Exercise directions »
For every line in the entries that contains "MediaType", show the whole line.
========================================================================
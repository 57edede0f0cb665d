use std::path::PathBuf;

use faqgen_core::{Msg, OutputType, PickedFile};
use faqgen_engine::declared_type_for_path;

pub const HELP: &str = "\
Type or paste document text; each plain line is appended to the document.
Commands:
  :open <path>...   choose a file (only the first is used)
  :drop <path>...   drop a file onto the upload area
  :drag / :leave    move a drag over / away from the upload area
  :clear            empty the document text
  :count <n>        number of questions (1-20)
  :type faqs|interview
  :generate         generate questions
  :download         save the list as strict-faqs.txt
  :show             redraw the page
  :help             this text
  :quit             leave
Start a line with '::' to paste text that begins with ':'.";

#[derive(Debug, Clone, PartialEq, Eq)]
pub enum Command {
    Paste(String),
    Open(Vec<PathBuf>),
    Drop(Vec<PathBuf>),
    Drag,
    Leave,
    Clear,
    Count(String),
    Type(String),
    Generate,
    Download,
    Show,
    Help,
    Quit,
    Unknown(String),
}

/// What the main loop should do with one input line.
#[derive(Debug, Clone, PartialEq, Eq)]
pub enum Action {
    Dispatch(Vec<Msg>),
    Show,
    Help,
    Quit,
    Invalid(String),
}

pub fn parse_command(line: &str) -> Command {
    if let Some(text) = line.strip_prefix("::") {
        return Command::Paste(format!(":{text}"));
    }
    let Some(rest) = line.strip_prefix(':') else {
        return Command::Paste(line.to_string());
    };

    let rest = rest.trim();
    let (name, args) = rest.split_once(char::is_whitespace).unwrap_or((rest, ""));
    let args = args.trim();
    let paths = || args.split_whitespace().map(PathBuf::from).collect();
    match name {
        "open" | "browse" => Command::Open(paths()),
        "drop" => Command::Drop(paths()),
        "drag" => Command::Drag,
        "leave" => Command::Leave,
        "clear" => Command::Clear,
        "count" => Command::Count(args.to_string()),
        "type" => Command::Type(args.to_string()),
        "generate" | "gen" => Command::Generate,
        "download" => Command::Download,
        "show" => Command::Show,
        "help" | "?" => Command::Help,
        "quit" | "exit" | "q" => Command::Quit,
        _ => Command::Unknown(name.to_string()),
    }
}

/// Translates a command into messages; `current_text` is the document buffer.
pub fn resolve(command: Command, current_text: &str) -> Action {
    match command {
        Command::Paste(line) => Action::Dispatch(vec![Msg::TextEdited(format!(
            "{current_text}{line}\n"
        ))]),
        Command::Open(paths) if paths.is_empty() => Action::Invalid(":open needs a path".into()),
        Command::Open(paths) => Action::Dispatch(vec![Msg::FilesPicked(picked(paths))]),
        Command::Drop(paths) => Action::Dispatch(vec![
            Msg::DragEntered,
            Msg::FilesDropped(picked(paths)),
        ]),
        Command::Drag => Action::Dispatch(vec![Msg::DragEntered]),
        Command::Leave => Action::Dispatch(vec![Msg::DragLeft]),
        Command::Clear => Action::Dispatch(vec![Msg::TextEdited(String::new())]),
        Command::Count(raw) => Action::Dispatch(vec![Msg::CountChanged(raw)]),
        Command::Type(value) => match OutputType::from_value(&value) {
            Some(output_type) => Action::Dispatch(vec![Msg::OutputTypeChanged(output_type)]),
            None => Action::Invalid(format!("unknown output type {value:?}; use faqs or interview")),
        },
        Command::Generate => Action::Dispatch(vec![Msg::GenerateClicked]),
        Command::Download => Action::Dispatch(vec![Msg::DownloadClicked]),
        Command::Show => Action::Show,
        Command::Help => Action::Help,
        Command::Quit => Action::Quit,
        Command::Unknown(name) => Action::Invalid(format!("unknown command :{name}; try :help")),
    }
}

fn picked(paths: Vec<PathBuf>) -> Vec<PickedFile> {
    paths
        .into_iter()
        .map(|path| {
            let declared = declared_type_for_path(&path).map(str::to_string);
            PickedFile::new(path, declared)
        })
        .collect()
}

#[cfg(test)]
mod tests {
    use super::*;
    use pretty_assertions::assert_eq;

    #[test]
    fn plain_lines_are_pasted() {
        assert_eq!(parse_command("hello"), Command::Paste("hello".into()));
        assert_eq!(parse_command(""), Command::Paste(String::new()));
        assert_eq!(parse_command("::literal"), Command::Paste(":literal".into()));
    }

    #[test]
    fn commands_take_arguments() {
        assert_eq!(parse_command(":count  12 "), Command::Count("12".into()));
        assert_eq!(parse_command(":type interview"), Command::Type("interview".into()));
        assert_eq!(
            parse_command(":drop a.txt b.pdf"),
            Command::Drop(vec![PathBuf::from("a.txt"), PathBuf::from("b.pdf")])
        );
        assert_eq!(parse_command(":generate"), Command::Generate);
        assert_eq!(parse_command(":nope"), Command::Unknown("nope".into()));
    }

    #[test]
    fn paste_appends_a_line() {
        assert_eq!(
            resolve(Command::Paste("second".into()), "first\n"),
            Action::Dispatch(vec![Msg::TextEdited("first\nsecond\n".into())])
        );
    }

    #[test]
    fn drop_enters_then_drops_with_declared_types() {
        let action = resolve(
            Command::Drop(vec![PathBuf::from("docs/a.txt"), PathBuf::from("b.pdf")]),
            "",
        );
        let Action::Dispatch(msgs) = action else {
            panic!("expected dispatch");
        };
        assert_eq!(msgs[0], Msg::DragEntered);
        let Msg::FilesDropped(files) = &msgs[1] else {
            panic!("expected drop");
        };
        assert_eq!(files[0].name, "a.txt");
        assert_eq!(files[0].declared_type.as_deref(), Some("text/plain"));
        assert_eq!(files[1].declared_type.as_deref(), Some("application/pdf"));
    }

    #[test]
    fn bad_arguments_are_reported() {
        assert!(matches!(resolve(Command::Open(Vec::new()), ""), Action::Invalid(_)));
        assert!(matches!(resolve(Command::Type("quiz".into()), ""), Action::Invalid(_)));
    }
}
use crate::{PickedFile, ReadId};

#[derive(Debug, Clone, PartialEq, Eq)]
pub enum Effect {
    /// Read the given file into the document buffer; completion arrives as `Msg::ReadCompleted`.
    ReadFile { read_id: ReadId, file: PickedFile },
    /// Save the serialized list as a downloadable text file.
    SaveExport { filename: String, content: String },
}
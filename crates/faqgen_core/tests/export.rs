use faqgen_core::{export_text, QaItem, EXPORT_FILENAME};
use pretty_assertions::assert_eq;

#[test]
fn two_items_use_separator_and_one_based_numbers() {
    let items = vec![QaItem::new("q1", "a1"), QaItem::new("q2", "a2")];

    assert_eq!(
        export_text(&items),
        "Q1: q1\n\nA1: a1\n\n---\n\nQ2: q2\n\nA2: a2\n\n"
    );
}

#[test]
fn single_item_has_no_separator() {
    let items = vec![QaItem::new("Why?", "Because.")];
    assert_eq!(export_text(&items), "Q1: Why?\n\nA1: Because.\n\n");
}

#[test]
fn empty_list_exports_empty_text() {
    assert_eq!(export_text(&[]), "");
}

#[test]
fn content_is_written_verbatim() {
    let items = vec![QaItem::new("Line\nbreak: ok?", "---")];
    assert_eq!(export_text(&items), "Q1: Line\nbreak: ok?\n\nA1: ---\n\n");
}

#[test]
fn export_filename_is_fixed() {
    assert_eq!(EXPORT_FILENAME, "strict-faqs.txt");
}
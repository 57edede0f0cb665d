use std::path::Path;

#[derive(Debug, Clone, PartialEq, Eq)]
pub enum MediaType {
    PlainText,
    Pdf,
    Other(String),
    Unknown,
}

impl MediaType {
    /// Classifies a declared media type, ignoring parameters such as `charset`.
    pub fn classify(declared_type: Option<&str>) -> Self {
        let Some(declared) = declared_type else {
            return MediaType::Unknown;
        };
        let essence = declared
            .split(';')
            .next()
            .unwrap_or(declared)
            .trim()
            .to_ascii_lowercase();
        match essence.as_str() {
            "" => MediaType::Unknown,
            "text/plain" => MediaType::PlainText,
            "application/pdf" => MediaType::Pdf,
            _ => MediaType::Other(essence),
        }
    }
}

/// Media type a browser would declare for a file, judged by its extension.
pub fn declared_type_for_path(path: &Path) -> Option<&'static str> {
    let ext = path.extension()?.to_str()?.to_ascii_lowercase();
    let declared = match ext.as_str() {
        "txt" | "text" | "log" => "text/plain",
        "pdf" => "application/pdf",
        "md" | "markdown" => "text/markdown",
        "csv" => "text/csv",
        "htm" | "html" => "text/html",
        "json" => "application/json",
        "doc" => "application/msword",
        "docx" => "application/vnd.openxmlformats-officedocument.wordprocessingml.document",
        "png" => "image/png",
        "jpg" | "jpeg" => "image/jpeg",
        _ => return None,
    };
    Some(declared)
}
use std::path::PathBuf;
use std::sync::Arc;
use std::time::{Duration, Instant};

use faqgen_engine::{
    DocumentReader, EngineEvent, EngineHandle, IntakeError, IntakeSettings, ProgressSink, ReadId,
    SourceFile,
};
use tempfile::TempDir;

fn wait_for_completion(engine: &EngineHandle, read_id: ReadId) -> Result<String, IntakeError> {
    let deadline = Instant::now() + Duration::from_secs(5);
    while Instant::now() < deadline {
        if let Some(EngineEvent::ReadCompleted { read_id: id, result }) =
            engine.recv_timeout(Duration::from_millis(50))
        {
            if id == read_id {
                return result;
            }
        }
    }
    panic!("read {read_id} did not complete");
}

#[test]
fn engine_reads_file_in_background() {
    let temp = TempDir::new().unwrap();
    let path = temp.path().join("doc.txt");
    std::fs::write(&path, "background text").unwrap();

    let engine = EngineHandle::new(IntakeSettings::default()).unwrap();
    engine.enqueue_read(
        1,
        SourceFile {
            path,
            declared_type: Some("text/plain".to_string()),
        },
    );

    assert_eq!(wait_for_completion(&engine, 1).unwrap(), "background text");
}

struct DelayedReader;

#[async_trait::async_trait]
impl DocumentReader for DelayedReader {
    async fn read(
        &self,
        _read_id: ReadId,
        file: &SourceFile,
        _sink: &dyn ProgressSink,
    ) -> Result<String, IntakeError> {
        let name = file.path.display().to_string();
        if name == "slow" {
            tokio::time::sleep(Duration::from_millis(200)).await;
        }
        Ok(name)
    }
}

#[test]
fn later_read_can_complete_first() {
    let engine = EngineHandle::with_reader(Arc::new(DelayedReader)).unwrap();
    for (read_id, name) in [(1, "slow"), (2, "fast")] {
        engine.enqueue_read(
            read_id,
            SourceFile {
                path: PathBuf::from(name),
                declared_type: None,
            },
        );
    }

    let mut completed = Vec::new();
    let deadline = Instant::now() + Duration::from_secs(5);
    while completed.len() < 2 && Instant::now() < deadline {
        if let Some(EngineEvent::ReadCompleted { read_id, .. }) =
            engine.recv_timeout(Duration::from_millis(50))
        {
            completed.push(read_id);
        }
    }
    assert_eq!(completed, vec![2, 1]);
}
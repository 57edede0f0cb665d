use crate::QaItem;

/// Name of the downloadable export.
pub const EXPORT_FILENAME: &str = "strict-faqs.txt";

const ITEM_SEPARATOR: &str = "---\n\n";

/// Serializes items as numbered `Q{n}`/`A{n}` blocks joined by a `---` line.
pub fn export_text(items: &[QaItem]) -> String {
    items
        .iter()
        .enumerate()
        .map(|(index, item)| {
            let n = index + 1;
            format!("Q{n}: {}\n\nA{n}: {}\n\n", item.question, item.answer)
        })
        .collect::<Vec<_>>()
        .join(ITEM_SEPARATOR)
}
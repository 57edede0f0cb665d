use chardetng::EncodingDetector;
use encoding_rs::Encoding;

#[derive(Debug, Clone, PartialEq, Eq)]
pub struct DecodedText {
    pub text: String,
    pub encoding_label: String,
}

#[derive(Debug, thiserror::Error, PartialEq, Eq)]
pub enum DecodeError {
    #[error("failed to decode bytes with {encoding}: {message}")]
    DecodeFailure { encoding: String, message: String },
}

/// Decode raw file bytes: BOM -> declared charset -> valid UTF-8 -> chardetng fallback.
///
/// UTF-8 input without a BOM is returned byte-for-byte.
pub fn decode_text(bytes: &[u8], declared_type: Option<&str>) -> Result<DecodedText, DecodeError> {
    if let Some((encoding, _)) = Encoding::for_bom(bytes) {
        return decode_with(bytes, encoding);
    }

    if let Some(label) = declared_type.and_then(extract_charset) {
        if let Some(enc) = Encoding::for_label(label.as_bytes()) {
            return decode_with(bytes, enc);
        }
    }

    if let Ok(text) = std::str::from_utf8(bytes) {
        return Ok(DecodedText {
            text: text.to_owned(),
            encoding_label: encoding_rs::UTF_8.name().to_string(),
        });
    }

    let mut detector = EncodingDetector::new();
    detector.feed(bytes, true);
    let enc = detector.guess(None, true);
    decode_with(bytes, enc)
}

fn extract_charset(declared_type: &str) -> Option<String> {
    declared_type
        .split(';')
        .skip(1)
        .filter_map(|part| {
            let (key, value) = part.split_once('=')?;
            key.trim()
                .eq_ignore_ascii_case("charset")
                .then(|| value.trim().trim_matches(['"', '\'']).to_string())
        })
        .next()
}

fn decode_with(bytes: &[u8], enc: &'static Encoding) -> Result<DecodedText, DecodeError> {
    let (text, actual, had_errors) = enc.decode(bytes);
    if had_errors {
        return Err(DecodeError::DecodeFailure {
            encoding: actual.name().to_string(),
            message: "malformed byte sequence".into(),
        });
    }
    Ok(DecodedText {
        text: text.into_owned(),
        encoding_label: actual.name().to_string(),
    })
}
========================================================================
Expected answer »
pub enum MediaType {
impl MediaType {
            return MediaType::Unknown;
            "" => MediaType::Unknown,
            "text/plain" => MediaType::PlainText,
            "application/pdf" => MediaType::Pdf,
            _ => MediaType::Other(essence),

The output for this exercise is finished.